7.        Make sure you build your Domino server hardware for performance, that includes transaction logging. See this previous post for some pointers around this.

OK, so there's a few technical pointers. As you can see, Quickr Domino is absolutely capable of scaling to whatever level you need, provided you build your environment with that in mind. Now for some "production" tips....

1.        I like DAOS, and Domino Quickr is no exception. I know Rob Novak has tweeted he doesn't. YMMV. If you do it, leave the DAOS minimum size pretty large. You won't necessarily reduce the disk space used, but your NSF files will be far more svelte.
2.         End user adoption is difficult with any new technology, Quickr is no different. Find a user pain point that Quickr addresses, and roll it out in an over-the-shoulder fashion ("hey, Joe has Quickr.....I need it too"). "It will save disk space on the email server" is usually not sufficient for an end user to embrace Quickr ;)
3.        Know the product issues before you roll it out.....Folder ACLs, Manager access to create folders, etc. (some of these maybe addressed in Domino Quickr 8.5)
4.        If you are using the excellent Quickr Templates from SNAPPS, be sure you check for fixes and new releases before you do a fix pack install.

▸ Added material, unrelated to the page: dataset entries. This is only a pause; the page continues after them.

use super::{Page, RangeDataSource, SourceKind, SourceOptions};
use crate::cache::{LocusStrategy, Resolution};
use crate::interval::ContigInterval;
use crate::types::PositionCount;
use crate::{Error, Result};
use serde::Deserialize;
use serde_json::Value;

/// Read depth per position, served binned at coarse zoom levels.
#[derive(Debug, Clone, Copy, Default)]
pub struct Coverage;

#[derive(Deserialize)]
struct RawCount {
    position: u64,
    count: u64,
}

impl SourceKind for Coverage {
    type Record = PositionCount;
    type Strategy = LocusStrategy;

    const NAME: &'static str = "coverage";

    fn strategy(&self) -> LocusStrategy {
        LocusStrategy::binned()
    }

    fn options(&self) -> SourceOptions {
        SourceOptions {
            binned: true,
            ..SourceOptions::default()
        }
    }

    /// Counts are filed under the contig that was requested, whatever the
    /// server calls it.
    fn parse(&self, range: &ContigInterval, response: &Value) -> Result<Page<PositionCount>> {
        let items = match response {
            Value::Null => return Ok(Page::last(Vec::new())),
            Value::Array(items) => items,
            other => {
                return Err(Error::InvalidResponse(format!(
                    "expected an array of position counts, got: {}",
                    other
                )));
            }
        };

        let mut records = Vec::with_capacity(items.len());
        for item in items {
            let raw = RawCount::deserialize(item)?;
            records.push(PositionCount {
                contig: range.contig().to_string(),
                position: raw.position,
                count: raw.count,
            });
        }
        Ok(Page::last(records))
    }
}

pub type CoverageDataSource = RangeDataSource<Coverage>;

impl CoverageDataSource {
    pub fn get_coverage_in_range(
        &self,
        range: &ContigInterval,
        resolution: Option<Resolution>,
    ) -> Vec<PositionCount> {
        self.get_in_range(range, resolution)
    }

    /// Highest count cached in `range`, or `None` when nothing is cached there.
    pub fn max_coverage(&self, range: &ContigInterval, resolution: Option<Resolution>) -> Option<u64> {
        self.shared
            .cache
            .lock()
            .get(range, resolution)
            .into_iter()
            .map(|p| p.count)
            .max()
    }
}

5.        If you are using connectors, you need to train the users. Errors when uploading will cause no end of issues for users. Also cancelling somebody's check out will lead to cage fights.

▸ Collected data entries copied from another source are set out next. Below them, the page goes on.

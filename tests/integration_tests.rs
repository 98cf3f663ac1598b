//! End-to-end tests against a local HTTP endpoint.
//!
//! Fixtures live in tests/data/.

use axum::{
    Json, Router,
    extract::{Path, Query, State},
    http::StatusCode,
    response::{IntoResponse, Response},
    routing::get,
};
use rangecache::cache::Resolution;
use rangecache::interval::ContigInterval;
use rangecache::remote::{HttpTransport, RemoteRequest};
use rangecache::sources::{
    Coverage, CoverageDataSource, FeatureDataSource, Features, Notification, Progress,
};
use rangecache::types::GenomeRange;
use serde_json::{Value, json};
use std::collections::HashMap;
use std::path::PathBuf;
use std::sync::Arc;
use std::sync::atomic::{AtomicUsize, Ordering};

#[derive(Clone, Default)]
struct Hits(Arc<AtomicUsize>);

fn fixture(name: &str) -> Value {
    let path = PathBuf::from(env!("CARGO_MANIFEST_DIR"))
        .join("tests/data")
        .join(name);
    serde_json::from_str(&std::fs::read_to_string(path).unwrap()).unwrap()
}

async fn features(State(hits): State<Hits>, Path(contig): Path<String>) -> Response {
    hits.0.fetch_add(1, Ordering::SeqCst);
    if contig == "chrM" {
        Json(fixture("features-chrM-1000-1200.json")).into_response()
    } else {
        // no data: empty body
        StatusCode::OK.into_response()
    }
}

async fn coverage(
    State(hits): State<Hits>,
    Path(contig): Path<String>,
    Query(params): Query<HashMap<String, String>>,
) -> Json<Value> {
    hits.0.fetch_add(1, Ordering::SeqCst);
    let param = |name: &str| params[name].parse::<u64>().unwrap();
    let (start, end, step) = (param("start"), param("end"), param("binning"));
    let counts: Vec<Value> = (start..=end)
        .filter(|p| p % step == 0)
        .map(|p| json!({"contig": contig, "position": p, "count": 10 + p % 7}))
        .collect();
    Json(Value::Array(counts))
}

async fn broken(State(hits): State<Hits>) -> StatusCode {
    hits.0.fetch_add(1, Ordering::SeqCst);
    StatusCode::INTERNAL_SERVER_ERROR
}

async fn server_error(State(hits): State<Hits>) -> Json<Value> {
    hits.0.fetch_add(1, Ordering::SeqCst);
    Json(json!({"errorCode": 404, "message": "no such reference"}))
}

/// Serve the test routes on an ephemeral port; returns the base URL.
async fn spawn_server(hits: Hits) -> String {
    let app = Router::new()
        .route("/features/:contig", get(features))
        .route("/coverage/:contig", get(coverage))
        .route("/broken/:contig", get(broken))
        .route("/error/:contig", get(server_error))
        .with_state(hits);

    let listener = tokio::net::TcpListener::bind("127.0.0.1:0").await.unwrap();
    let addr = listener.local_addr().unwrap();
    tokio::spawn(async move {
        axum::serve(listener, app).await.unwrap();
    });
    format!("http://{}", addr)
}

fn drain(rx: &mut tokio::sync::mpsc::UnboundedReceiver<Notification>) -> Vec<Notification> {
    let mut events = Vec::new();
    while let Ok(event) = rx.try_recv() {
        events.push(event);
    }
    events
}

#[tokio::test]
async fn test_fetch_features_over_http() {
    let hits = Hits::default();
    let base = spawn_server(hits.clone()).await;
    let source = FeatureDataSource::from_url(Features, &format!("{}/features", base)).unwrap();
    let range = ContigInterval::new("chrM", 1000, 1200);

    assert!(source.get_features_in_range(&range, None).is_empty());

    let mut rx = source.subscribe();
    source.fetch(&GenomeRange::new("chrM", 1000, 1200)).await;

    let features = source.get_features_in_range(&range, None);
    assert_eq!(features.len(), 2);
    assert_eq!(features[0].start, 1011);
    assert_eq!(features[0].feature_type, "gene");
    assert_eq!(
        drain(&mut rx),
        vec![
            Notification::NetworkProgress(Progress::Gaps(1)),
            Notification::NewData(ContigInterval::new("chrM", 0, 10000)),
            Notification::NetworkDone,
        ]
    );
}

#[tokio::test]
async fn test_preconfigured_client() {
    let hits = Hits::default();
    let base = spawn_server(hits.clone()).await;
    let client = reqwest::Client::builder()
        .user_agent("rangecache-tests")
        .build()
        .unwrap();
    let transport = Arc::new(HttpTransport::with_client(client));
    let remote = RemoteRequest::new(&format!("{}/features", base), transport).unwrap();
    let source = FeatureDataSource::new(Features, remote);

    source.fetch(&GenomeRange::new("chrM", 1000, 1200)).await;

    assert_eq!(hits.0.load(Ordering::SeqCst), 1);
    assert_eq!(
        source
            .get_features_in_range(&ContigInterval::new("chrM", 1000, 1200), None)
            .len(),
        2
    );
}

#[tokio::test]
async fn test_repeated_range_is_served_from_cache() {
    let hits = Hits::default();
    let base = spawn_server(hits.clone()).await;
    let source = FeatureDataSource::from_url(Features, &format!("{}/features", base)).unwrap();

    source.fetch(&GenomeRange::new("chrM", 1000, 1200)).await;
    source.fetch(&GenomeRange::new("chrM", 1000, 1200)).await;
    source.fetch(&GenomeRange::new("chrM", 2000, 9000)).await;

    assert_eq!(hits.0.load(Ordering::SeqCst), 1);
    assert_eq!(source.num_network_requests(), 1);
}

#[tokio::test]
async fn test_empty_body_is_no_data() {
    let hits = Hits::default();
    let base = spawn_server(hits.clone()).await;
    let source = FeatureDataSource::from_url(Features, &format!("{}/features", base)).unwrap();
    let range = ContigInterval::new("chr22", 1, 500);
    let mut rx = source.subscribe();

    source.fetch(&GenomeRange::new("chr22", 1, 500)).await;

    assert!(source.covers_range(&range, None));
    assert!(source.get_features_in_range(&range, None).is_empty());
    assert!(!drain(&mut rx)
        .iter()
        .any(|e| matches!(e, Notification::NetworkFailure(_))));
}

#[tokio::test]
async fn test_http_error_is_network_failure() {
    let hits = Hits::default();
    let base = spawn_server(hits.clone()).await;
    let source = FeatureDataSource::from_url(Features, &format!("{}/broken", base)).unwrap();
    let mut rx = source.subscribe();

    source.fetch(&GenomeRange::new("chrM", 1000, 1200)).await;

    let events = drain(&mut rx);
    assert!(matches!(&events[1], Notification::NetworkFailure(msg) if msg.contains("500")));
    assert_eq!(events.last(), Some(&Notification::NetworkDone));

    // the range stays covered, so it is not retried
    source.fetch(&GenomeRange::new("chrM", 1000, 1200)).await;
    assert_eq!(hits.0.load(Ordering::SeqCst), 1);
}

#[tokio::test]
async fn test_error_code_is_network_failure() {
    let hits = Hits::default();
    let base = spawn_server(hits.clone()).await;
    let source = FeatureDataSource::from_url(Features, &format!("{}/error", base)).unwrap();
    let mut rx = source.subscribe();

    source.fetch(&GenomeRange::new("chrM", 1000, 1200)).await;

    let events = drain(&mut rx);
    assert!(events
        .iter()
        .any(|e| matches!(e, Notification::NetworkFailure(msg) if msg.contains("errorCode"))));
    assert!(source
        .get_features_in_range(&ContigInterval::new("chrM", 0, 10000), None)
        .is_empty());
}

#[tokio::test]
async fn test_coverage_tiers_over_http() {
    let hits = Hits::default();
    let base = spawn_server(hits.clone()).await;
    let source = CoverageDataSource::from_url(Coverage, &format!("{}/coverage", base)).unwrap();

    // zoomed out, then zoomed in on part of the same region
    let wide = ContigInterval::new("chr1", 0, 200_000);
    let narrow = ContigInterval::new("chr1", 1000, 1100);
    source.fetch(&GenomeRange::from(&wide)).await;
    source.fetch(&GenomeRange::from(&narrow)).await;

    // the narrow view is a different tier, so it needed its own request
    assert_eq!(hits.0.load(Ordering::SeqCst), 2);

    let binned = source.get_coverage_in_range(&wide, Some(Resolution::new(100)));
    assert_eq!(binned.len(), 2001);
    assert!(binned.iter().all(|p| p.position % 100 == 0));

    let exact = source.get_coverage_in_range(&narrow, Some(Resolution::BASE));
    assert_eq!(exact.len(), 101);
    assert_eq!(source.max_coverage(&narrow, Some(Resolution::BASE)), Some(16));
}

6.        Understand Quickr links will not work when disconnected. That sound obvious, but for users it is not. They are so used to replication that everything "just works". They may no longer be able to view a link in an email while on the plane. Hummm, maybe time for a feature request.....Offline Quickr attachment sync, like Activities does......

In conclusion, yes, Domino Quickr is Enterprise Ready. IMHO.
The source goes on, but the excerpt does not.